In Russian studies, the question of phraseology considered as a separate linguistic area was first deeply motivated and broadly raised by Vinogradov (1947). His semantic classification was crucial in the development of phraseology not only in Russian, but also in other languages. Its further in-depth development is associated with the names of Gak, Kopylenko and Popova, Mokienko, Telia and others.
Phraseological units make up a rich figurative layer in the linguistic system of the Yakut language, which is evidenced by the continuing interest of researchers in this topic. Detailed reviews of the Yakut language phraseology are presented in the works of Nelunov (1981), Prokopieva (1996). Separate phraseological units are presented in the works of Betlingk (1990). Despite having a relatively limited material, the author fixed and gave accurate definitions to the available phraseological units. Together with proverbs and sayings, Kulakovsky collected phraseological units of the Yakut language (1925). He not only interpreted their meanings, but also explained their origin, conditions and circumstances of using many phraseological units.

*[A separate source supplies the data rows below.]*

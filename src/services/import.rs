//! CSV expense import
//!
//! The data-source boundary: anything that can produce a sequence of
//! well-formed expenses satisfies [`ExpenseSource`]. The shipped
//! implementation reads CSV exports, resolving columns from the header row
//! and skipping malformed rows. Rows that fail to parse never reach the
//! ledger; they are recorded with a line number and reason so the CLI can
//! report them.

use std::io;
use std::path::PathBuf;

use chrono::NaiveDate;
use csv::StringRecord;

use crate::error::{TallyError, TallyResult};
use crate::models::{Expense, Money};

/// Default date format tried first when parsing CSV dates
pub const DEFAULT_DATE_FORMAT: &str = "%Y-%m-%d";

/// Separator between participant names inside a single CSV field
const PARTICIPANT_SEPARATOR: char = ';';

/// A capability for pulling expenses out of an external source.
///
/// Implementations must return a finite, possibly-empty sequence of
/// well-formed expenses; filtering malformed records is the source's
/// responsibility.
pub trait ExpenseSource {
    fn all_expenses(&self) -> TallyResult<Vec<Expense>>;
}

/// Column layout of an expense CSV, resolved from its header row
#[derive(Debug, Clone)]
pub struct ColumnMapping {
    /// Index of the amount column (positive magnitudes)
    pub amount_column: usize,
    /// Index of the date column
    pub date_column: usize,
    /// Index of the category column
    pub category_column: usize,
    /// Index of the participants column, if present
    pub participants_column: Option<usize>,
}

impl ColumnMapping {
    /// Resolve the mapping from a header record.
    ///
    /// Matching is case-insensitive substring matching on the header
    /// names. `amount`, `date`, and `category` are required; a
    /// `participants` column is optional.
    pub fn from_headers(headers: &StringRecord) -> TallyResult<Self> {
        let mut amount = None;
        let mut date = None;
        let mut category = None;
        let mut participants = None;

        for (idx, header) in headers.iter().enumerate() {
            let h = header.trim().to_lowercase();

            if (h.contains("amount") || h.contains("cost")) && amount.is_none() {
                amount = Some(idx);
            } else if h.contains("date") && date.is_none() {
                date = Some(idx);
            } else if h.contains("categ") && category.is_none() {
                category = Some(idx);
            } else if (h.contains("particip") || h.contains("shared with")) && participants.is_none()
            {
                participants = Some(idx);
            }
        }

        Ok(Self {
            amount_column: amount.ok_or_else(|| TallyError::missing_column("amount"))?,
            date_column: date.ok_or_else(|| TallyError::missing_column("date"))?,
            category_column: category.ok_or_else(|| TallyError::missing_column("category"))?,
            participants_column: participants,
        })
    }
}

/// A row the importer could not turn into an expense
#[derive(Debug, Clone)]
pub struct SkippedRow {
    /// 1-based line number in the file (the header is line 1)
    pub line: usize,
    /// Why the row was rejected
    pub reason: String,
}

/// Outcome of reading an expense CSV
#[derive(Debug, Clone, Default)]
pub struct CsvImport {
    /// Well-formed expenses, in file order
    pub expenses: Vec<Expense>,
    /// Rows that were rejected, in file order
    pub skipped: Vec<SkippedRow>,
}

/// Reads expenses from a CSV file with an `amount,date,category[,participants]`
/// header (any column order).
#[derive(Debug, Clone)]
pub struct CsvSource {
    path: PathBuf,
    date_format: String,
}

impl CsvSource {
    /// Create a source for the given file path
    pub fn new(path: impl Into<PathBuf>) -> Self {
        Self {
            path: path.into(),
            date_format: DEFAULT_DATE_FORMAT.to_string(),
        }
    }

    /// Set the date format tried first (strftime syntax)
    pub fn with_date_format(mut self, format: impl Into<String>) -> Self {
        self.date_format = format.into();
        self
    }

    /// Read the file, returning both the parsed expenses and the rows
    /// that were skipped.
    pub fn read(&self) -> TallyResult<CsvImport> {
        let reader = csv::Reader::from_path(&self.path).map_err(|e| {
            TallyError::Import(format!("cannot open '{}': {}", self.path.display(), e))
        })?;
        read_expenses(reader, &self.date_format)
    }
}

impl ExpenseSource for CsvSource {
    fn all_expenses(&self) -> TallyResult<Vec<Expense>> {
        self.read().map(|import| import.expenses)
    }
}

/// Parse expenses out of an open CSV reader.
///
/// The first record is treated as the header row. Rows that cannot be
/// parsed are collected as [`SkippedRow`]s rather than failing the import.
pub fn read_expenses<R: io::Read>(
    mut reader: csv::Reader<R>,
    date_format: &str,
) -> TallyResult<CsvImport> {
    let headers = reader
        .headers()
        .map_err(|e| TallyError::Import(format!("cannot read CSV header: {}", e)))?
        .clone();
    let mapping = ColumnMapping::from_headers(&headers)?;

    let mut import = CsvImport::default();

    for (idx, result) in reader.records().enumerate() {
        // Header occupies line 1
        let line = idx + 2;

        let record = match result {
            Ok(record) => record,
            Err(e) => {
                import.skipped.push(SkippedRow {
                    line,
                    reason: format!("unreadable record: {}", e),
                });
                continue;
            }
        };

        match parse_record(&record, &mapping, date_format) {
            Ok(expense) => import.expenses.push(expense),
            Err(reason) => import.skipped.push(SkippedRow { line, reason }),
        }
    }

    Ok(import)
}

/// Parse a single CSV record into a validated expense
fn parse_record(
    record: &StringRecord,
    mapping: &ColumnMapping,
    date_format: &str,
) -> Result<Expense, String> {
    let amount_str = record
        .get(mapping.amount_column)
        .ok_or_else(|| "missing amount field".to_string())?
        .trim();
    let magnitude =
        Money::parse(amount_str).map_err(|e| format!("bad amount '{}': {}", amount_str, e))?;

    let date_str = record
        .get(mapping.date_column)
        .ok_or_else(|| "missing date field".to_string())?
        .trim();
    let date = parse_date(date_str, date_format)?;

    let category = record
        .get(mapping.category_column)
        .ok_or_else(|| "missing category field".to_string())?
        .trim()
        .to_string();

    let participants = mapping
        .participants_column
        .and_then(|col| record.get(col))
        .map(split_participants)
        .unwrap_or_default();

    let expense = Expense::with_participants(magnitude, date, category, participants);
    expense.validate().map_err(|e| e.to_string())?;
    Ok(expense)
}

/// Split a semicolon-separated participants field into names
fn split_participants(field: &str) -> Vec<String> {
    field
        .split(PARTICIPANT_SEPARATOR)
        .map(str::trim)
        .filter(|name| !name.is_empty())
        .map(String::from)
        .collect()
}

/// Parse a date string, trying the configured format first and then a
/// ladder of common bank export formats.
fn parse_date(s: &str, primary_format: &str) -> Result<NaiveDate, String> {
    if let Ok(date) = NaiveDate::parse_from_str(s, primary_format) {
        return Ok(date);
    }

    let fallbacks = [
        "%Y-%m-%d", "%m/%d/%Y", "%m/%d/%y", "%d/%m/%Y", "%d/%m/%y", "%Y/%m/%d", "%m-%d-%Y",
        "%d-%m-%Y",
    ];

    for format in fallbacks {
        if let Ok(date) = NaiveDate::parse_from_str(s, format) {
            return Ok(date);
        }
    }

    Err(format!("could not parse date '{}'", s))
}
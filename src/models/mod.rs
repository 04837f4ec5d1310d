//! Core data models for tally
//!
//! This module contains the data structures that represent the ledger
//! domain: monetary amounts and the transaction variants.

pub mod money;
pub mod transaction;

pub use money::{Money, MoneyParseError};
pub use transaction::{Expense, Income, Transaction, TransactionValidationError};
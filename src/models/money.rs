//! Money type for representing currency amounts
//!
//! Internally stores amounts in cents (i64) to avoid floating-point
//! precision issues. Parsing accepts the amount formats commonly found in
//! bank CSV exports, including accounting-style negatives.

use serde::{Deserialize, Serialize};
use std::fmt;
use std::iter::Sum;
use std::ops::{Add, AddAssign, Neg, Sub, SubAssign};

/// A signed monetary amount stored as cents (hundredths of the currency unit)
#[derive(Debug, Clone, Copy, PartialEq, Eq, PartialOrd, Ord, Hash, Serialize, Deserialize)]
#[serde(transparent)]
pub struct Money(i64);

impl Money {
    /// Create a Money amount from cents
    pub const fn from_cents(cents: i64) -> Self {
        Self(cents)
    }

    /// Create a zero Money amount
    pub const fn zero() -> Self {
        Self(0)
    }

    /// Get the amount in cents
    pub const fn cents(&self) -> i64 {
        self.0
    }

    /// Check if the amount is zero
    pub const fn is_zero(&self) -> bool {
        self.0 == 0
    }

    /// Check if the amount is positive
    pub const fn is_positive(&self) -> bool {
        self.0 > 0
    }

    /// Check if the amount is negative
    pub const fn is_negative(&self) -> bool {
        self.0 < 0
    }

    /// Get the absolute value
    pub const fn abs(&self) -> Self {
        Self(self.0.abs())
    }

    /// Parse a money amount from a string.
    ///
    /// Accepts the forms seen in bank CSV exports: `"12.50"`, `"-12.50"`,
    /// `"$1,234.56"`, `"12"`, and accounting-style negatives `"(50.00)"`.
    pub fn parse(s: &str) -> Result<Self, MoneyParseError> {
        let trimmed = s.trim();
        if trimmed.is_empty() {
            return Err(MoneyParseError::Empty);
        }

        // Strip currency symbols, thousands separators, and whitespace
        let cleaned: String = trimmed
            .chars()
            .filter(|c| c.is_ascii_digit() || matches!(c, '.' | '-' | '(' | ')'))
            .collect();

        // Parentheses mark negatives in accounting exports
        let (negative, body) = if cleaned.starts_with('(') && cleaned.ends_with(')') {
            (true, &cleaned[1..cleaned.len() - 1])
        } else if let Some(stripped) = cleaned.strip_prefix('-') {
            (true, stripped)
        } else {
            (false, cleaned.as_str())
        };

        if body.is_empty() {
            return Err(MoneyParseError::InvalidFormat(s.to_string()));
        }

        let cents = match body.split_once('.') {
            Some((units, fraction)) => {
                if fraction.contains('.') {
                    return Err(MoneyParseError::InvalidFormat(s.to_string()));
                }
                let units: i64 = parse_digits(units, s)?;
                let fraction = match fraction.len() {
                    0 => 0,
                    1 => parse_digits(fraction, s)? * 10,
                    _ => parse_digits(&fraction[..2], s)?,
                };
                units * 100 + fraction
            }
            None => parse_digits(body, s)? * 100,
        };

        Ok(Self(if negative { -cents } else { cents }))
    }

    /// Format with a configurable currency symbol
    pub fn format_with_symbol(&self, symbol: &str) -> String {
        let sign = if self.is_negative() { "-" } else { "" };
        format!(
            "{}{}{}.{:02}",
            sign,
            symbol,
            (self.0 / 100).abs(),
            (self.0 % 100).abs()
        )
    }
}

fn parse_digits(s: &str, original: &str) -> Result<i64, MoneyParseError> {
    if s.is_empty() {
        return Ok(0);
    }
    s.parse()
        .map_err(|_| MoneyParseError::InvalidFormat(original.to_string()))
}

impl Default for Money {
    fn default() -> Self {
        Self::zero()
    }
}

impl fmt::Display for Money {
    fn fmt(&self, f: &mut fmt::Formatter<'_>) -> fmt::Result {
        write!(f, "{}", self.format_with_symbol("$"))
    }
}

impl Add for Money {
    type Output = Self;

    fn add(self, other: Self) -> Self {
        Self(self.0 + other.0)
    }
}

impl AddAssign for Money {
    fn add_assign(&mut self, other: Self) {
        self.0 += other.0;
    }
}

impl Sub for Money {
    type Output = Self;

    fn sub(self, other: Self) -> Self {
        Self(self.0 - other.0)
    }
}

impl SubAssign for Money {
    fn sub_assign(&mut self, other: Self) {
        self.0 -= other.0;
    }
}

impl Neg for Money {
    type Output = Self;

    fn neg(self) -> Self {
        Self(-self.0)
    }
}

impl Sum for Money {
    fn sum<I: Iterator<Item = Self>>(iter: I) -> Self {
        iter.fold(Money::zero(), |acc, m| acc + m)
    }
}

/// Error type for money parsing
#[derive(Debug, Clone, PartialEq, Eq)]
pub enum MoneyParseError {
    Empty,
    InvalidFormat(String),
}

impl fmt::Display for MoneyParseError {
    fn fmt(&self, f: &mut fmt::Formatter<'_>) -> fmt::Result {
        match self {
            MoneyParseError::Empty => write!(f, "empty amount"),
            MoneyParseError::InvalidFormat(s) => write!(f, "invalid money format: '{}'", s),
        }
    }
}

impl std::error::Error for MoneyParseError {}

The scientific study of phraseological units of the Yakut language began in the 60s with Grigoriev’s works (1960, 1976), devoted to the relationship of phraseological units and the word, the semantics of some idioms and the comparison of phraseological units with the language material of other Turkic and Mongolian languages. Of special importance is his Phraseological Dictionary of the Yakut Language (Grigoriev, 1974). Afanasiev devoted a special section of the phraseology of the Yakut language in the “Lexicology of the Yakut language” and considered phraseological units to be figurative stable expressions (Afanasiev, 1993). In the work “The Dialect of the Verkhoyansk Yakuts”, Afanasiev (1965) cited dialectal forms of using some phraseological units of the Yakut language. Antonov (1967) observed a wide range of phraseology, included proverbs and sayings in its composition and perceived phraseological units as reproducible stable combinations of words. Ubryatova addressed phraseological units through the lens of a narrow approach to the study of the phraseological composition of the language (Ubryatova, 1972). Nelunov’s monograph “Verbal phraseology of the Yakut language” (Nelunov, 1981) was the first in-depth study of phraseology and the breadth of coverage of verbal phraseological units of the modern Yakut language; his “Yakut-Russian Phraseological Dictionary” was the first bilingual phraseological dictionary in two volumes (Nelunov, 1998, 2002). Prokopieva explored universal typological and nationally specific elements in phraseological imagery in terms of the objective parameters of its creation: tropes underlying the creation of phraseological units of the Yakut language, their prototypes, and motives for the transfer of meanings and directions of transfer (1996). A typological analysis of the central layer of German and Yakut phraseology is presented in her monograph “Typologische Analyse der Phraseologie des Deutschen und des Jakutischen” (Prokopieva, 2001) and other publications.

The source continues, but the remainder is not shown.